'''

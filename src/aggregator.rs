use indexmap::IndexMap;
use std::sync::Arc;
use tracing::debug;

use crate::constants::{
    ALL_IMAGES_ALBUM_ID, ALL_VIDEOS_ALBUM_ID, CAMERA_ALBUM_ID, CAMERA_BUCKET_NAME,
};
use crate::error::LoadError;
use crate::models::{Album, MediaUri};
use crate::store::{columns, Collection, MediaStore, StoreQuery, StoreValue, NEWEST_FIRST};

const BUCKET_PROJECTION: [&str; 4] = [
    columns::ID,
    columns::BUCKET_ID,
    columns::BUCKET_DISPLAY_NAME,
    columns::DATE_TAKEN,
];

const ID_PROJECTION: [&str; 1] = [columns::ID];

/// Builds the album list: one album per bucket plus the "All Images",
/// "All Videos" and "Camera" albums.
pub struct AlbumAggregator {
    store: Arc<dyn MediaStore>,
}

impl AlbumAggregator {
    pub fn new(store: Arc<dyn MediaStore>) -> Self {
        Self { store }
    }

    /// Runs every sub-query concurrently on blocking workers. The first
    /// failing sub-query fails the whole aggregation.
    pub async fn aggregate(&self) -> Result<Vec<Album>, LoadError> {
        let (mut buckets, video_buckets, all_images, all_videos, camera) = tokio::try_join!(
            self.blocking(|store| scan_buckets(store, Collection::Images)),
            self.blocking(|store| scan_buckets(store, Collection::Videos)),
            self.blocking(|store| collection_album(store, Collection::Images)),
            self.blocking(|store| collection_album(store, Collection::Videos)),
            self.blocking(camera_album),
        )?;

        merge_buckets(&mut buckets, video_buckets);

        let mut albums: Vec<Album> = buckets.into_values().collect();
        albums.extend([all_images, all_videos, camera]);
        debug!("Aggregated {} albums", albums.len());

        Ok(albums)
    }

    async fn blocking<T, F>(&self, f: F) -> Result<T, LoadError>
    where
        T: Send + 'static,
        F: FnOnce(&dyn MediaStore) -> Result<T, LoadError> + Send + 'static,
    {
        let store = self.store.clone();
        tokio::task::spawn_blocking(move || f(store.as_ref())).await?
    }
}

/// Groups one collection by bucket, newest row first. The first row seen for
/// a bucket becomes its cover.
fn scan_buckets(
    store: &dyn MediaStore,
    collection: Collection,
) -> Result<IndexMap<String, Album>, LoadError> {
    let query = StoreQuery::new(collection, &BUCKET_PROJECTION).order_by(NEWEST_FIRST);
    let mut buckets = IndexMap::new();

    let Some(mut cursor) = store.query(&query)? else {
        return Ok(buckets);
    };

    let id_col = cursor.column_index(columns::ID)?;
    let bucket_col = cursor.column_index(columns::BUCKET_ID)?;
    let name_col = cursor.column_index(columns::BUCKET_DISPLAY_NAME)?;

    while cursor.move_to_next() {
        let Some(bucket_id) = cursor.get_string(bucket_col)? else {
            continue;
        };

        if let Some(album) = buckets.get_mut(&bucket_id) {
            album.media_count += 1;
            continue;
        }

        let id = cursor
            .get_i64(id_col)?
            .ok_or_else(|| LoadError::invalid_arguments("row without an id"))?;
        let name = cursor.get_string(name_col)?.unwrap_or_default();
        buckets.insert(
            bucket_id.clone(),
            Album {
                id: bucket_id,
                name,
                cover_uri: MediaUri::new(collection, id),
                media_count: 1,
            },
        );
    }

    Ok(buckets)
}

/// Adds `other`'s counts into `into`. Covers already present are kept.
fn merge_buckets(into: &mut IndexMap<String, Album>, other: IndexMap<String, Album>) {
    for (bucket_id, album) in other {
        match into.get_mut(&bucket_id) {
            Some(existing) => existing.media_count += album.media_count,
            None => {
                into.insert(bucket_id, album);
            }
        }
    }
}

fn collection_album(store: &dyn MediaStore, collection: Collection) -> Result<Album, LoadError> {
    let (id, name) = match collection {
        Collection::Images => (ALL_IMAGES_ALBUM_ID, "All Images"),
        Collection::Videos => (ALL_VIDEOS_ALBUM_ID, "All Videos"),
    };

    let everything = StoreQuery::new(collection, &ID_PROJECTION);
    Ok(Album {
        id: id.to_string(),
        name: name.to_string(),
        cover_uri: newest(store, everything.clone())?.unwrap_or_else(MediaUri::empty),
        media_count: count(store, &everything)?,
    })
}

fn camera_album(store: &dyn MediaStore) -> Result<Album, LoadError> {
    let in_camera = |collection| {
        StoreQuery::new(collection, &ID_PROJECTION).selection(
            format!("{} = ?", columns::BUCKET_DISPLAY_NAME),
            vec![StoreValue::from(CAMERA_BUCKET_NAME)],
        )
    };
    let images = in_camera(Collection::Images);
    let videos = in_camera(Collection::Videos);

    let media_count = count(store, &images)? + count(store, &videos)?;
    let cover_uri = match newest(store, images)? {
        Some(uri) => uri,
        None => newest(store, videos)?.unwrap_or_else(MediaUri::empty),
    };

    Ok(Album {
        id: CAMERA_ALBUM_ID.to_string(),
        name: CAMERA_BUCKET_NAME.to_string(),
        cover_uri,
        media_count,
    })
}

fn count(store: &dyn MediaStore, query: &StoreQuery) -> Result<i64, LoadError> {
    Ok(store
        .query(query)?
        .map_or(0, |cursor| cursor.count() as i64))
}

fn newest(store: &dyn MediaStore, query: StoreQuery) -> Result<Option<MediaUri>, LoadError> {
    let collection = query.collection;
    let query = query.order_by(NEWEST_FIRST).window(0, 1);

    let Some(mut cursor) = store.query(&query)? else {
        return Ok(None);
    };
    if !cursor.move_to_first() {
        return Ok(None);
    }
    let id_col = cursor.column_index(columns::ID)?;
    Ok(cursor
        .get_i64(id_col)?
        .map(|id| MediaUri::new(collection, id)))
}
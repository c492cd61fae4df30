//! Abstraction over the externally-owned media store.
//!
//! The store holds two flat collections of records, one for images and one
//! for videos. Callers describe what they want with a [`StoreQuery`] and read
//! the answer through a [`RowCursor`] that lives only as long as the call that
//! consumes it.

mod cursor;

pub use cursor::*;

use std::fmt;

use crate::constants::{IMAGES_CONTENT_URI, VIDEOS_CONTENT_URI};
use crate::error::LoadError;

/// Column names understood by every store implementation.
pub mod columns {
    pub const ID: &str = "_id";
    pub const DISPLAY_NAME: &str = "_display_name";
    pub const DATE_TAKEN: &str = "datetaken";
    pub const MIME_TYPE: &str = "mime_type";
    pub const SIZE: &str = "_size";
    pub const BUCKET_ID: &str = "bucket_id";
    pub const BUCKET_DISPLAY_NAME: &str = "bucket_display_name";

    pub const ALL: [&str; 7] = [
        ID,
        DISPLAY_NAME,
        DATE_TAKEN,
        MIME_TYPE,
        SIZE,
        BUCKET_ID,
        BUCKET_DISPLAY_NAME,
    ];

    pub fn is_known(name: &str) -> bool {
        ALL.contains(&name)
    }
}

/// Newest capture first; ties broken by descending id so repeated loads see
/// the same order.
pub const NEWEST_FIRST: &str = "datetaken DESC, _id DESC";

#[derive(Debug, Clone, Copy, PartialEq, Eq, Hash)]
pub enum Collection {
    Images,
    Videos,
}

impl Collection {
    pub const BOTH: [Collection; 2] = [Collection::Images, Collection::Videos];

    pub fn table(self) -> &'static str {
        match self {
            Collection::Images => "images",
            Collection::Videos => "videos",
        }
    }

    pub fn content_uri(self) -> &'static str {
        match self {
            Collection::Images => IMAGES_CONTENT_URI,
            Collection::Videos => VIDEOS_CONTENT_URI,
        }
    }
}

impl fmt::Display for Collection {
    fn fmt(&self, f: &mut fmt::Formatter<'_>) -> fmt::Result {
        f.write_str(self.table())
    }
}

/// A single query against one collection.
#[derive(Debug, Clone, PartialEq)]
pub struct StoreQuery {
    pub collection: Collection,
    pub projection: Vec<&'static str>,
    /// Clause string with `?` placeholders; empty matches every row.
    pub selection: String,
    pub args: Vec<StoreValue>,
    pub order_by: Option<String>,
    pub limit: Option<i64>,
    pub offset: i64,
}

impl StoreQuery {
    pub fn new(collection: Collection, projection: &[&'static str]) -> Self {
        Self {
            collection,
            projection: projection.to_vec(),
            selection: String::new(),
            args: Vec::new(),
            order_by: None,
            limit: None,
            offset: 0,
        }
    }

    pub fn selection(mut self, selection: impl Into<String>, args: Vec<StoreValue>) -> Self {
        self.selection = selection.into();
        self.args = args;
        self
    }

    pub fn order_by(mut self, order_by: impl Into<String>) -> Self {
        self.order_by = Some(order_by.into());
        self
    }

    pub fn window(mut self, offset: i64, limit: i64) -> Self {
        self.offset = offset;
        self.limit = Some(limit);
        self
    }

    pub fn placeholder_count(&self) -> usize {
        self.selection.matches('?').count()
    }
}

/// Gateway to the external store.
///
/// Calls block; async callers dispatch them with `spawn_blocking`. `Ok(None)`
/// means the store produced no cursor at all, which callers treat like an
/// empty result.
pub trait MediaStore: Send + Sync {
    fn query(&self, query: &StoreQuery) -> Result<Option<Box<dyn RowCursor>>, LoadError>;
}

impl<S: MediaStore + ?Sized> MediaStore for std::sync::Arc<S> {
    fn query(&self, query: &StoreQuery) -> Result<Option<Box<dyn RowCursor>>, LoadError> {
        (**self).query(query)
    }
}
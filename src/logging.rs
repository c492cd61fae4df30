use axum::{body::Body, extract::Request, middleware::Next, response::Response};
use std::time::Instant;
use tracing::{error, info, warn};
use tracing_subscriber::{fmt, EnvFilter};

pub fn init_logging() {
    let filter = EnvFilter::try_from_default_env()
        .unwrap_or_else(|_| EnvFilter::new("momento_gallery=info,tower_http=warn"));

    fmt()
        .with_env_filter(filter)
        .with_target(false)
        .with_thread_ids(false)
        .with_file(false)
        .with_line_number(false)
        .init();
}

pub async fn request_logger(mut request: Request<Body>, next: Next) -> Response {
    let method = request.method().clone();
    let uri = request.uri().clone();
    let path = uri.path().to_string();

    let payload = extract_compact_payload(&mut request).await;

    let start = Instant::now();
    let response = next.run(request).await;
    let duration = start.elapsed();
    let status = response.status();

    let duration_text = format!("{:05.2}", duration.as_secs_f64() * 1000.0);
    let payload_text = payload.unwrap_or_else(|| "{}".to_string());
    let log_line = format!(
        "{} {} {} {}ms {}",
        method,
        path,
        status.as_u16(),
        duration_text,
        payload_text
    );

    // 503: the store was still busy after every retry.
    match status.as_u16() {
        200..=299 => info!("{}", log_line),
        400..=499 | 503 => warn!("{}", log_line),
        500..=599 => error!("{}", log_line),
        _ => info!("{}", log_line),
    }

    response
}

async fn extract_compact_payload(request: &mut Request<Body>) -> Option<String> {
    if request.method() != axum::http::Method::POST {
        return None;
    }

    let body = std::mem::replace(request.body_mut(), Body::empty());
    let bytes = match axum::body::to_bytes(body, usize::MAX).await {
        Ok(b) => b,
        Err(_) => return None,
    };

    *request.body_mut() = Body::from(bytes.clone());

    let body_str = String::from_utf8(bytes.to_vec()).ok()?;
    let compact = match serde_json::from_str::<serde_json::Value>(&body_str) {
        Ok(value) => value.to_string(),
        Err(_) => body_str.trim().to_string(),
    };

    Some(compact)
}

pub fn log_panic(info: &std::panic::PanicHookInfo) {
    let payload = if let Some(s) = info.payload().downcast_ref::<&str>() {
        s.to_string()
    } else if let Some(s) = info.payload().downcast_ref::<String>() {
        s.clone()
    } else {
        "Unknown panic payload".to_string()
    };

    let location = if let Some(loc) = info.location() {
        format!("{}:{}:{}", loc.file(), loc.line(), loc.column())
    } else {
        "unknown location".to_string()
    };

    error!("PANIC at {}: {}", location, payload);
}

pub fn install_panic_hook() {
    let default_hook = std::panic::take_hook();
    std::panic::set_hook(Box::new(move |info| {
        log_panic(info);
        default_hook(info);
    }));
}

#[cfg(test)]
mod tests {
    use super::*;
    use axum::{routing::post, Router};
    use axum_test::TestServer;

    #[tokio::test]
    async fn test_request_logger_keeps_body_intact() {
        let app = Router::new()
            .route("/echo", post(|body: String| async move { body }))
            .layer(axum::middleware::from_fn(request_logger));
        let server = TestServer::new(app).unwrap();

        let response = server.post("/echo").text("{ \"a\": 1 }").await;
        response.assert_status_ok();
        response.assert_text("{ \"a\": 1 }");
    }

    #[tokio::test]
    async fn test_compact_payload() {
        let mut request = axum::http::Request::builder()
            .method("POST")
            .uri("/x")
            .body(Body::from("{\n  \"key\": 60\n}"))
            .unwrap();

        let payload = extract_compact_payload(&mut request).await;
        assert_eq!(payload.as_deref(), Some("{\"key\":60}"));
    }
}
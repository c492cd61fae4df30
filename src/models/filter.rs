use chrono::DateTime;
use indexmap::IndexSet;
use serde::{de, Deserialize, Deserializer};

use crate::error::LoadError;

/// Value of the size and date upper bounds when no bound is requested.
pub const UNBOUNDED: i64 = i64::MAX;

/// Restricts which records a media or album query sees. Dates are epoch
/// milliseconds of the capture date.
#[derive(Debug, Clone, PartialEq, Eq, Deserialize)]
#[serde(rename_all = "camelCase")]
pub struct MediaFilter {
    #[serde(default)]
    pub min_size_bytes: i64,
    #[serde(default = "unbounded")]
    pub max_size_bytes: i64,
    #[serde(default, deserialize_with = "deserialize_date")]
    pub after_date: i64,
    #[serde(default = "unbounded", deserialize_with = "deserialize_date")]
    pub before_date: i64,
    #[serde(default = "default_mime_types")]
    pub mime_types: IndexSet<String>,
}

fn unbounded() -> i64 {
    UNBOUNDED
}

fn default_mime_types() -> IndexSet<String> {
    ["image/*", "video/*"].into_iter().map(String::from).collect()
}

impl Default for MediaFilter {
    fn default() -> Self {
        Self {
            min_size_bytes: 0,
            max_size_bytes: unbounded(),
            after_date: 0,
            before_date: unbounded(),
            mime_types: default_mime_types(),
        }
    }
}

impl MediaFilter {
    /// A filter with no bounds and no mime restriction; compiles to an empty
    /// predicate.
    pub fn unrestricted() -> Self {
        Self {
            mime_types: IndexSet::new(),
            ..Self::default()
        }
    }

    pub fn with_size_range(mut self, min: i64, max: i64) -> Self {
        self.min_size_bytes = min;
        self.max_size_bytes = max;
        self
    }

    pub fn with_date_range(mut self, after: i64, before: i64) -> Self {
        self.after_date = after;
        self.before_date = before;
        self
    }

    pub fn with_mime_types<I, S>(mut self, mime_types: I) -> Self
    where
        I: IntoIterator<Item = S>,
        S: Into<String>,
    {
        self.mime_types = mime_types.into_iter().map(Into::into).collect();
        self
    }

    pub fn validate(&self) -> Result<(), LoadError> {
        if self.min_size_bytes < 0 {
            return Err(LoadError::invalid_arguments(format!(
                "minSizeBytes must not be negative, got {}",
                self.min_size_bytes
            )));
        }
        if self.max_size_bytes < self.min_size_bytes {
            return Err(LoadError::invalid_arguments(format!(
                "maxSizeBytes {} is below minSizeBytes {}",
                self.max_size_bytes, self.min_size_bytes
            )));
        }
        if self.after_date < 0 {
            return Err(LoadError::invalid_arguments(format!(
                "afterDate must not be negative, got {}",
                self.after_date
            )));
        }
        if self.before_date < self.after_date {
            return Err(LoadError::invalid_arguments(format!(
                "beforeDate {} is before afterDate {}",
                self.before_date, self.after_date
            )));
        }
        if let Some(blank) = self.mime_types.iter().find(|m| m.trim().is_empty()) {
            return Err(LoadError::invalid_arguments(format!(
                "mime type pattern {:?} is blank",
                blank
            )));
        }
        Ok(())
    }
}

#[derive(Deserialize)]
#[serde(untagged)]
enum DateBound {
    Millis(i64),
    Text(String),
}

fn deserialize_date<'de, D>(deserializer: D) -> Result<i64, D::Error>
where
    D: Deserializer<'de>,
{
    match DateBound::deserialize(deserializer)? {
        DateBound::Millis(ms) => Ok(ms),
        DateBound::Text(text) => DateTime::parse_from_rfc3339(&text)
            .map(|dt| dt.timestamp_millis())
            .map_err(|e| de::Error::custom(format!("invalid date {:?}: {}", text, e))),
    }
}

'''

» TASK BRIEF:
What you return should be the lines from the start of the data through the line with "const BUCKET_PROJECTION: [&str;", quoted exactly and nothing more.

» WORKED SOLUTION:
filename src/aggregator.rs
use indexmap::IndexMap;
use std::sync::Arc;
use tracing::debug;

use crate::constants::{
    ALL_IMAGES_ALBUM_ID, ALL_VIDEOS_ALBUM_ID, CAMERA_ALBUM_ID, CAMERA_BUCKET_NAME,
};
use crate::error::LoadError;
use crate::models::{Album, MediaUri};
use crate::store::{columns, Collection, MediaStore, StoreQuery, StoreValue, NEWEST_FIRST};

const BUCKET_PROJECTION: [&str; 4] = [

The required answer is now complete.